Single-channel video installation
BW and color, stereo
Director: Linda Zeb Hang
Production, editing, sound: Thomas Tawanda Orbon
Twenty years after leaving my childhood home, I returned carrying the lives I had lived elsewhere. My mother welcomed me as someone crossing back into an older current of family and collective memory. She performed a healing fire ritual—an ancestral act of cleansing, protection, and renewal that included the sacrifice of a chicken. As she sang, the metallic jingles of a shamanic instrument filled the air with a rhythm that seemed to awaken generations.
Later, I unearthed a recording of myself singing from poetic enjambments. A friend overlaid our voices: my mother’s voice singing in our ancestral dialect, accompanied by the sound of her instrument, alongside my own voice in english. Together they became a conversation across generations, languages, and sonic structures. The recording is both a family document and an act of continuity—a way of honoring an animist tradition and language that continue to disappear with each passing generation.

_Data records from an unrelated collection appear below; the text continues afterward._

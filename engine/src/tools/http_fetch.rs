//! HTTP fetch tool
//!
//! Fetches raw content from an HTTPS URL with the full safety policy:
//! HTTPS only, resolve-time private-network blocking, no redirects (a
//! redirect could point at a blocked destination), bounded timeout, and a
//! response size cap.

use super::url_guard::resolve_and_validate;
use async_trait::async_trait;
use sdk::tool::Tool;
use sdk::types::{ToolError, ToolId, ToolInput};
use serde_json::json;
use std::time::Duration;

const HTTP_TIMEOUT: Duration = Duration::from_secs(10);
const MAX_RESPONSE_SIZE: usize = 64 * 1024;

pub struct HttpFetchTool {
    client: reqwest::Client,
}

impl HttpFetchTool {
    pub fn new() -> Self {
        let client = reqwest::Client::builder()
            .timeout(HTTP_TIMEOUT)
            .redirect(reqwest::redirect::Policy::none())
            .build()
            .unwrap_or_else(|_| reqwest::Client::new());
        Self { client }
    }
}

impl Default for HttpFetchTool {
    fn default() -> Self {
        Self::new()
    }
}

#[async_trait]
impl Tool for HttpFetchTool {
    fn id(&self) -> ToolId {
        ToolId::HttpFetch
    }

    async fn invoke(&self, input: &ToolInput) -> Result<serde_json::Value, ToolError> {
        let url = input.param_str("url")?;
        let validated = resolve_and_validate(url).await?;

        let response = self.client.get(validated.clone()).send().await.map_err(|e| {
            if e.is_timeout() {
                ToolError::Timeout
            } else {
                ToolError::Http(format!("request failed: {}", e))
            }
        })?;

        let status = response.status().as_u16();
        let content_type = response
            .headers()
            .get(reqwest::header::CONTENT_TYPE)
            .and_then(|v| v.to_str().ok())
            .unwrap_or("unknown")
            .to_string();

        let bytes = response
            .bytes()
            .await
            .map_err(|e| ToolError::Http(format!("failed to read body: {}", e)))?;

        let truncated = bytes.len() > MAX_RESPONSE_SIZE;
        let capped = &bytes[..bytes.len().min(MAX_RESPONSE_SIZE)];

        let body = match std::str::from_utf8(capped) {
            Ok(text) => text.to_string(),
            Err(_) => format!("<binary data, {} bytes>", capped.len()),
        };

        Ok(json!({
            "status_code": status,
            "content_type": content_type,
            "body": body,
            "truncated": truncated,
            "url": validated.as_str(),
        }))
    }
}

#[cfg(test)]
mod tests {
    use super::*;

    #[tokio::test]
    async fn test_missing_url_rejected() {
        let tool = HttpFetchTool::new();
        let err = tool.invoke(&ToolInput::new()).await.unwrap_err();
        assert!(matches!(err, ToolError::MissingParameter(_)));
    }

    #[tokio::test]
    async fn test_http_url_rejected_before_any_request() {
        let tool = HttpFetchTool::new();
        let input = ToolInput::new().with_param("url", json!("http://example.com"));
        let err = tool.invoke(&input).await.unwrap_err();
        assert!(matches!(err, ToolError::UrlBlocked(_)));
    }

    #[tokio::test]
    async fn test_private_destination_rejected() {
        let tool = HttpFetchTool::new();
        let input = ToolInput::new().with_param("url", json!("https://127.0.0.1/secrets"));
        let err = tool.invoke(&input).await.unwrap_err();
        assert!(matches!(err, ToolError::UrlBlocked(_)));
    }
}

The ceremony became more than a homecoming. It reminded me that memory is not only preserved in books, archives, or photographs. Sometimes it survives in ritual, in song, in the cadence of a language, and in the sounds that one generation offers to the next. If my grandmother carried history through surviving a river, and my mother carries it through ceremony and music, then I have come to understand my own work as carrying those histories into installation, publishing, and visual art, so that what is fading may continue to find another voice.
I dance to remind.
I will create as I speak.
I seek the simple and interpenetrating shapes. Processing with imagination, I’m interested in who, how and what gets left behind.
My research is built from resourceful memory, in which orality is a primary cultural script. The frayed, layered aesthetic language of my reprographic culture is not fixed—I can reinterpret, repeat, distill, generating a mixed-media synthesis.
For me, the hinge in comfort and grief holds density in texture. Geometry in sound and voice soothes this altered condition of life.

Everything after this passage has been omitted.